Exercise ▸ How many lines of these entries hold the string "source"? Answer with the number alone.

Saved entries
'''

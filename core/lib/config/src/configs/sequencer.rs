use std::time::Duration;

use cdk_basic_types::Address;
use serde::{Deserialize, Serialize};

/// Configuration for the batch sequencer loop.
#[derive(Debug, Deserialize, Serialize, Clone, PartialEq)]
pub struct SequencerConfig {
    /// Chain id of the L2 network.
    pub chain_id: u64,

    /// Fork id configured at genesis; later transitions are learned from L1.
    pub genesis_fork_id: u16,

    /// Address credited with block rewards and fees.
    pub coinbase: Address,

    /// How long a block may stay open before it is sealed.
    /// Value in milliseconds.
    pub block_seal_time_ms: u64,

    /// How long a batch may stay open before it is sealed.
    /// Value in milliseconds.
    pub batch_seal_time_ms: u64,

    /// Seal deadline applied once a batch holds at least one transaction.
    /// Value in milliseconds.
    pub non_empty_batch_seal_time_ms: u64,

    /// Number of transactions requested from the mempool per yield.
    pub mempool_yield_size: usize,

    /// Backoff applied when the mempool comes back empty.
    /// Value in milliseconds.
    pub mempool_empty_backoff_ms: u64,

    /// Divisor applied to the poseidon estimation paths of the virtual
    /// counters.
    pub virtual_counters_smt_reduction: u32,

    /// Relative bump applied to the SMT depth read from state, in percent.
    pub smt_depth_margin_pct: u32,

    /// Disables virtual-counter overflow checks entirely.
    pub disable_virtual_counters: bool,
}

impl SequencerConfig {
    pub fn block_seal_time(&self) -> Duration {
        Duration::from_millis(self.block_seal_time_ms)
    }

    pub fn batch_seal_time(&self) -> Duration {
        Duration::from_millis(self.batch_seal_time_ms)
    }

    pub fn non_empty_batch_seal_time(&self) -> Duration {
        Duration::from_millis(self.non_empty_batch_seal_time_ms)
    }

    pub fn mempool_empty_backoff(&self) -> Duration {
        Duration::from_millis(self.mempool_empty_backoff_ms)
    }
}

impl SequencerConfig {
    /// Creates a mock configuration object suitable for unit tests.
    /// Values inside match the config used for localhost development.
    pub fn for_tests() -> Self {
        Self {
            chain_id: 1001,
            genesis_fork_id: 9,
            coinbase: Address::repeat_byte(0x42),
            block_seal_time_ms: 2_000,
            batch_seal_time_ms: 6_000,
            non_empty_batch_seal_time_ms: 4_000,
            mempool_yield_size: 1000,
            mempool_empty_backoff_ms: 50,
            virtual_counters_smt_reduction: 1,
            smt_depth_margin_pct: 10,
            disable_virtual_counters: false,
        }
    }
}
//! Typed data-access layer over the ordered key-value store.
//!
//! Every relationship the sequencing pipeline needs is exposed through a
//! sub-DAL; callers never touch raw tables. All writes made through one
//! [`Connection`] become visible atomically at [`Connection::commit`].

use cdk_storage::{MemDb, WriteTransaction};
use serde::{de::DeserializeOwned, Serialize};

pub use crate::{
    batches_dal::BatchesDal, blocks_dal::BlocksDal, forks_dal::ForksDal, l1_info_dal::L1InfoDal,
    sync_dal::SyncDal, unwind_dal::UnwindDal,
};

mod batches_dal;
mod blocks_dal;
mod forks_dal;
mod l1_info_dal;
mod sync_dal;
pub mod tables;
mod unwind_dal;

#[derive(Debug, thiserror::Error)]
pub enum DalError {
    #[error("failed encoding a {kind} record: {source}")]
    Serialization {
        kind: &'static str,
        #[source]
        source: serde_json::Error,
    },
    #[error("failed decoding a {kind} record: {source}")]
    Deserialization {
        kind: &'static str,
        #[source]
        source: serde_json::Error,
    },
    #[error("constraint violated: {0}")]
    Constraint(String),
}

pub type DalResult<T> = Result<T, DalError>;

/// A write-capable handle to the store. Commit consumes the connection, so a
/// write after commit is unrepresentable.
#[derive(Debug)]
pub struct Connection {
    tx: WriteTransaction,
}

impl Connection {
    pub async fn commit(self) -> DalResult<()> {
        self.tx.commit();
        Ok(())
    }

    pub async fn rollback(self) -> DalResult<()> {
        self.tx.rollback();
        Ok(())
    }

    pub(crate) fn tx(&mut self) -> &mut WriteTransaction {
        &mut self.tx
    }
}

/// Hands out [`Connection`]s over a shared database. Clones share the data.
#[derive(Debug, Clone, Default)]
pub struct ConnectionPool {
    db: MemDb,
}

impl ConnectionPool {
    pub fn new_in_memory() -> Self {
        Self { db: MemDb::new() }
    }

    pub async fn connection(&self) -> DalResult<Connection> {
        Ok(Connection {
            tx: self.db.begin_write(),
        })
    }

    pub async fn connection_tagged(&self, requester: &'static str) -> DalResult<Connection> {
        tracing::trace!("opening a storage connection for `{requester}`");
        self.connection().await
    }
}

/// Extension trait handing out the sub-DALs.
pub trait CoreDal {
    fn blocks_dal(&mut self) -> BlocksDal<'_>;
    fn batches_dal(&mut self) -> BatchesDal<'_>;
    fn l1_info_dal(&mut self) -> L1InfoDal<'_>;
    fn forks_dal(&mut self) -> ForksDal<'_>;
    fn sync_dal(&mut self) -> SyncDal<'_>;
    fn unwind_dal(&mut self) -> UnwindDal<'_>;
}

impl CoreDal for Connection {
    fn blocks_dal(&mut self) -> BlocksDal<'_> {
        BlocksDal { storage: self }
    }

    fn batches_dal(&mut self) -> BatchesDal<'_> {
        BatchesDal { storage: self }
    }

    fn l1_info_dal(&mut self) -> L1InfoDal<'_> {
        L1InfoDal { storage: self }
    }

    fn forks_dal(&mut self) -> ForksDal<'_> {
        ForksDal { storage: self }
    }

    fn sync_dal(&mut self) -> SyncDal<'_> {
        SyncDal { storage: self }
    }

    fn unwind_dal(&mut self) -> UnwindDal<'_> {
        UnwindDal { storage: self }
    }
}

pub(crate) fn encode_json<T: Serialize>(kind: &'static str, value: &T) -> DalResult<Vec<u8>> {
    serde_json::to_vec(value).map_err(|source| DalError::Serialization { kind, source })
}

pub(crate) fn decode_json<T: DeserializeOwned>(kind: &'static str, bytes: &[u8]) -> DalResult<T> {
    serde_json::from_slice(bytes).map_err(|source| DalError::Deserialization { kind, source })
}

'''

Written solution ▸ 8